Жаль, что я не могла разделить уверенность Чижа. И все из-за противоположного берега папоротниковой реки: только теперь я поняла, как он был далеко! Отсюда был виден только край дорожки и царственная спинка кресла.
Никогда, никогда я не решилась бы устроить побег на другую сторону: побег в окружении жалких сорока-пятидесяти секунд, каждая из которых могла оказаться губительной для идеально просчитанного плана…

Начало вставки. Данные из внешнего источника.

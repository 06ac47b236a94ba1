use crate::crypto::PublicKey;
use crate::error::{KeyResolutionError, KeyringError, VaultCryptoError};
use crate::keystore::PlatformKeystore;

use super::key::{CryptoScheme, Rotation, ShareId, ShareKey, UnlockedShareKey};

/// Read-only view over every key generation of one share
///
/// Keys are kept sorted by rotation. Construction rejects duplicate
/// rotations and more than one active key; a keyring with no active key is
/// allowed (it can still open old content) but cannot encrypt.
///
/// A keyring is a value: publishing a new rotation means building a new
/// keyring and swapping it in whole, never editing one in place.
#[derive(Debug, Clone, PartialEq, Eq)]
pub struct ShareKeyring {
    share_id: ShareId,
    scheme: CryptoScheme,
    keys: Vec<ShareKey>,
}

impl ShareKeyring {
    pub fn new(
        share_id: ShareId,
        scheme: CryptoScheme,
        mut keys: Vec<ShareKey>,
    ) -> Result<Self, KeyringError> {
        keys.sort_by_key(|k| k.rotation);
        for pair in keys.windows(2) {
            if pair[0].rotation == pair[1].rotation {
                return Err(KeyringError::DuplicateRotation {
                    share_id,
                    rotation: pair[0].rotation,
                });
            }
        }
        if keys.iter().filter(|k| k.is_active).count() > 1 {
            return Err(KeyringError::MultipleActiveKeys { share_id });
        }
        Ok(ShareKeyring {
            share_id,
            scheme,
            keys,
        })
    }

    pub fn share_id(&self) -> ShareId {
        self.share_id
    }

    pub fn scheme(&self) -> CryptoScheme {
        self.scheme
    }

    pub fn keys(&self) -> &[ShareKey] {
        &self.keys
    }

    /// The key used for new encryptions
    pub fn active(&self) -> Result<&ShareKey, KeyResolutionError> {
        self.keys
            .iter()
            .find(|k| k.is_active)
            .ok_or(KeyResolutionError::NoActiveKey {
                share_id: self.share_id,
            })
    }

    pub fn by_rotation(&self, rotation: Rotation) -> Result<&ShareKey, KeyResolutionError> {
        self.keys
            .binary_search_by_key(&rotation, |k| k.rotation)
            .map(|idx| &self.keys[idx])
            .map_err(|_| KeyResolutionError::UnknownRotation {
                share_id: self.share_id,
                rotation,
            })
    }

    pub fn contains(&self, rotation: Rotation) -> bool {
        self.by_rotation(rotation).is_ok()
    }

    pub fn latest_rotation(&self) -> Option<Rotation> {
        self.keys.last().map(|k| k.rotation)
    }

    /// A keyring with every key except `rotation`
    pub fn without_rotation(&self, rotation: Rotation) -> Self {
        ShareKeyring {
            share_id: self.share_id,
            scheme: self.scheme,
            keys: self
                .keys
                .iter()
                .filter(|k| k.rotation != rotation)
                .cloned()
                .collect(),
        }
    }

    /// Unwrap the key for `rotation`, verifying it is rooted in `owner`
    /// before handing it out
    pub fn unlock(
        &self,
        rotation: Rotation,
        keystore: &dyn PlatformKeystore,
        owner: &PublicKey,
    ) -> Result<UnlockedShareKey, VaultCryptoError> {
        let key = self.by_rotation(rotation)?;
        key.verify_acceptance(&self.share_id, owner)?;
        key.unlock(self.scheme, keystore)
    }

    pub fn unlock_active(
        &self,
        keystore: &dyn PlatformKeystore,
        owner: &PublicKey,
    ) -> Result<UnlockedShareKey, VaultCryptoError> {
        let rotation = self.active()?.rotation;
        self.unlock(rotation, keystore, owner)
    }
}
//! Text encoding for binary fields in wire records.
//!
//! Ciphertexts, wrapped keys and signatures travel as standard base64 with
//! padding.

use base64::{engine::general_purpose::STANDARD, Engine as _};

/// A binary field in a wire record was not valid base64
#[derive(Debug, Clone, PartialEq, Eq, thiserror::Error)]
#[error("field `{field}` is not valid base64")]
pub struct EncodingError {
    pub field: &'static str,
}

pub fn encode(bytes: impl AsRef<[u8]>) -> String {
    STANDARD.encode(bytes)
}

/// Decode a base64 field, naming it in the error
pub fn decode(encoded: &str, field: &'static str) -> Result<Vec<u8>, EncodingError> {
    STANDARD.decode(encoded).map_err(|_| EncodingError { field })
}

#[cfg(test)]
mod test {
    use super::*;

    #[test]
    fn test_decode_names_field() {
        let err = decode("not base64!", "ciphertext").unwrap_err();
        assert_eq!(err.field, "ciphertext");
        assert_eq!(err.to_string(), "field `ciphertext` is not valid base64");
    }

    #[test]
    fn test_standard_alphabet_with_padding() {
        assert_eq!(encode([0xfbu8, 0xff]), "+/8=");
        assert_eq!(decode("+/8=", "x").unwrap(), vec![0xfb, 0xff]);
    }
}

Да нет же, черт возьми, как он может быть идеально просчитанным, если с самого начала строился на разбитом Аглаей бокале? Она разбила его, а могла бы не разбивать!..
— Какая глупость! — рявкнула я так громко, что Чиж дернулся и повернулся ко мне. — Какая глупость все это!
— Что — “это”?
— Все, что вы здесь нагородили! Не может человек без специальной подготовки перепрыгнуть через эти папоротники!
— Все бывает, — философски заметил Чиж только для того, чтобы морально поддержать отпечаток каблука на земле.
— Без разбега? Здесь же полметра, не больше! Не развернешься!
— Все бывает…
— Не бывает! Не может идеально просчитанный план зависеть от разбитого бокала!
— А с чего вы взяли, что он идеально просчитан? Может быть, мы имеем дело с гениальным наитием!
— Не смешите меня!
Ватсон из меня никакой, это точно: вместо того чтобы почтительно кивать головой, соглашаться и бросать в воздух лифчик от полноты чувств, я брюзжу, ною и подвергаю сомнению не только выводы Чижа, но и знаки препинания, которыми заканчиваются эти выводы.